The admission was $10.00 for adults (kids under 12 are free). There were quite a few people in the building for the match and BB and I quickly found a place to sit in the stands. The match got underway just as we took our seats.
Surrounded by his team, SSDD Coach Sum Sing Wong discusses strategy
After a few minutes of watching from the stands I noticed that it was possible to walk around the walls of the rink to get better vantage points of the competition, and even get on the rink fairly close to the taped out oval that the Roller Derby was being contested on. So of course I grabbed my camera and made my way to the heart of the action.
The blockers for both teams ready to either help or hinder the Jammers lined up behind them
If you have never gotten up close and personal to a Roller Derby, I highly recommend you re-evaluate your priorities.

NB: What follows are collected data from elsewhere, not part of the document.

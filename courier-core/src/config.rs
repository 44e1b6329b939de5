use config::{Config, ConfigError, Environment, File};
use serde::Deserialize;
use std::time::Duration;

#[derive(Debug, Deserialize, Clone)]
pub struct CourierConfig {
    #[serde(default)]
    pub service: ServiceConfig,
    pub database: DatabaseConfig,
    #[serde(default)]
    pub http: HttpConfig,
    #[serde(default)]
    pub auth: AuthConfig,
    #[serde(default)]
    pub bridge: BridgeConfig,
    #[serde(default)]
    pub agent_backend: AgentBackendConfig,
    #[serde(default)]
    pub pairing: PairingConfig,
}

#[derive(Debug, Deserialize, Clone)]
pub struct ServiceConfig {
    pub log_level: String,
}

impl Default for ServiceConfig {
    fn default() -> Self {
        Self {
            log_level: "info".to_string(),
        }
    }
}

#[derive(Debug, Deserialize, Clone)]
pub struct DatabaseConfig {
    pub url: String,
    pub max_connections: u32,
}

#[derive(Debug, Deserialize, Clone)]
pub struct HttpConfig {
    pub enabled: bool,
    pub host: String,
    pub port: u16,
}

impl Default for HttpConfig {
    fn default() -> Self {
        Self {
            enabled: true,
            host: "127.0.0.1".to_string(),
            port: 8080,
        }
    }
}

#[derive(Debug, Deserialize, Clone)]
pub struct AuthConfig {
    pub enabled: bool,
    /// Owner assigned to sessions when auth is disabled, and the user seeded
    /// from `bootstrap_api_key`.
    pub default_owner: String,
    #[serde(default)]
    pub bootstrap_api_key: Option<String>,
}

impl Default for AuthConfig {
    fn default() -> Self {
        Self {
            enabled: true,
            default_owner: "admin".to_string(),
            bootstrap_api_key: None,
        }
    }
}

#[derive(Debug, Deserialize, Clone)]
pub struct BridgeConfig {
    pub socket_path: String,
    pub request_timeout_seconds: u64,
}

impl Default for BridgeConfig {
    fn default() -> Self {
        Self {
            socket_path: "/tmp/courier-bridge.sock".to_string(),
            request_timeout_seconds: 30,
        }
    }
}

impl BridgeConfig {
    pub fn request_timeout(&self) -> Duration {
        Duration::from_secs(self.request_timeout_seconds)
    }
}

#[derive(Debug, Deserialize, Clone)]
pub struct AgentBackendConfig {
    #[serde(default)]
    pub base_url: Option<String>,
    pub timeout_seconds: u64,
    #[serde(default = "default_parameters")]
    pub default_parameters: serde_json::Map<String, serde_json::Value>,
}

fn default_parameters() -> serde_json::Map<String, serde_json::Value> {
    let mut params = serde_json::Map::new();
    params.insert("max_steps".to_string(), serde_json::json!(5));
    params
}

impl Default for AgentBackendConfig {
    fn default() -> Self {
        Self {
            base_url: None,
            timeout_seconds: 30,
            default_parameters: default_parameters(),
        }
    }
}

impl AgentBackendConfig {
    pub fn timeout(&self) -> Duration {
        Duration::from_secs(self.timeout_seconds)
    }
}

#[derive(Debug, Deserialize, Clone)]
pub struct PairingConfig {
    pub first_code_wait_seconds: u64,
    pub reconnect_code_wait_seconds: u64,
    pub stale_code_seconds: u64,
    pub connect_attempts: usize,
    pub connect_backoff_seconds: u64,
}

impl Default for PairingConfig {
    fn default() -> Self {
        Self {
            first_code_wait_seconds: 15,
            reconnect_code_wait_seconds: 2,
            stale_code_seconds: 50,
            connect_attempts: 5,
            connect_backoff_seconds: 2,
        }
    }
}

impl PairingConfig {
    pub fn first_code_wait(&self) -> Duration {
        Duration::from_secs(self.first_code_wait_seconds)
    }

    pub fn reconnect_code_wait(&self) -> Duration {
        Duration::from_secs(self.reconnect_code_wait_seconds)
    }

    pub fn stale_code_after(&self) -> Duration {
        Duration::from_secs(self.stale_code_seconds)
    }

    pub fn connect_backoff_step(&self) -> Duration {
        Duration::from_secs(self.connect_backoff_seconds)
    }
}

impl CourierConfig {
    /// Load from a TOML file, then overlay `COURIER__SECTION__KEY` env vars.
    pub fn load(path: &str) -> Result<Self, ConfigError> {
        let s = Config::builder()
            .add_source(File::with_name(path))
            .add_source(Environment::with_prefix("COURIER").separator("__"))
            .build()?;
        s.try_deserialize()
    }
}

While it is not non-stop action like a hockey game, it certainly has fewer interruptions than say, football or basketball. With the exception of the Jammers, who are the scorers for each team (the players with the stars on their helmets), all the players on the rink play both offense and defense, as the blockers for each team try to assist their own Jammer in getting past the opposing team, and prevent the oppositions Jammer from getting past them.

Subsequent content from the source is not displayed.